A single group pretest and posttest study design and use of the DPS findings from the same culture as a benchmark offers benefits that we have discussed earlier (1). The unemployed were more likely to drop out from the study during the postintervention follow-up, a factor limiting the conclusions that can be drawn of the long-term effectiveness of the intervention in this group of people.

A proportion of participants in any lifestyle intervention will fail to achieve change sufficient to significantly reduce clinical risks and will therefore also require pharmacological treatment. Blood lipid improvement after the first year was primarily attributable to prescription of lipid-lowering medication, suggesting that dyslipidemia was identified and could be effectively treated by the health care among those participants who had failed to make necessary or sufficient lifestyle changes.

Program intensity significantly correlates with weight loss (7).
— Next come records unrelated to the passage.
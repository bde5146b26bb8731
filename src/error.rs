/// Error raised by a base [`Store`](crate::Store) implementation.
#[derive(Debug, thiserror::Error)]
pub enum StoreError {
    /// The write would push the store past its byte quota.
    #[error("quota of {quota} bytes exceeded while writing key '{key}'")]
    QuotaExceeded { key: String, quota: usize },
    /// Reading or writing the backing file failed.
    #[error("I/O error: {0}")]
    Io(#[from] std::io::Error),
    /// The persisted data could not be understood.
    #[error("corrupt store data: {0}")]
    Corrupt(String),
    /// The store cannot be used at all.
    #[error("store unavailable: {0}")]
    Unavailable(String),
}

/// Error type for typed storage operations.
///
/// Only returned when the caller asked for strict mode; safe mode converts
/// every failure into a benign result at the point where it happens.
#[derive(Debug, thiserror::Error)]
pub enum StorageError {
    /// A raw entry exists but does not decode to the requested value.
    #[error("failed to deserialize value for key '{key}': {source}")]
    Deserialization {
        key: String,
        #[source]
        source: serde_json::Error,
    },
    /// The value cannot be represented as JSON.
    #[error("failed to serialize value for key '{key}': {source}")]
    Serialization {
        key: String,
        #[source]
        source: serde_json::Error,
    },
    /// The base store rejected the write for lack of space.
    #[error("storage quota exceeded for key '{key}'")]
    QuotaExceeded { key: String },
    /// Any other base store failure.
    #[error("[{backend}] store error for key '{key}': {source}")]
    Backend {
        backend: &'static str,
        key: String,
        #[source]
        source: StoreError,
    },
}

impl StorageError {
    pub fn deserialization(key: impl Into<String>, source: serde_json::Error) -> Self {
        StorageError::Deserialization {
            key: key.into(),
            source,
        }
    }

    pub fn serialization(key: impl Into<String>, source: serde_json::Error) -> Self {
        StorageError::Serialization {
            key: key.into(),
            source,
        }
    }

    /// Map a base store failure for `key`, keeping quota rejections distinct.
    pub fn backend(backend: &'static str, key: impl Into<String>, source: StoreError) -> Self {
        let key = key.into();
        match source {
            StoreError::QuotaExceeded { .. } => StorageError::QuotaExceeded { key },
            source => StorageError::Backend {
                backend,
                key,
                source,
            },
        }
    }

    /// The key the failing operation was addressed to.
    pub fn key(&self) -> &str {
        match self {
            StorageError::Deserialization { key, .. }
            | StorageError::Serialization { key, .. }
            | StorageError::QuotaExceeded { key }
            | StorageError::Backend { key, .. } => key,
        }
    }
}
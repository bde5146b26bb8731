pub mod config;
pub mod fixtures;

pub use config::BenchConfig;
pub use fixtures::{KeySpace, Preferences};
In the published efficacy trials, it has generally been greater than in our study, with contacts extending throughout the follow-up period (8,9). Such intensive interventions are likely limited to particularly high-risk groups. With the kind of intervention tested in our study, also those with a lower risk status could be targeted and much larger numbers of people reached. In the Päijät-Häme province, the program has now been integrated into the regional health care, where it is by default offered to all patients with elevated FINDRISC score (6). With systematic identification and counseling, this “low intensity, high reach” approach provides a potential for significantly improved population health.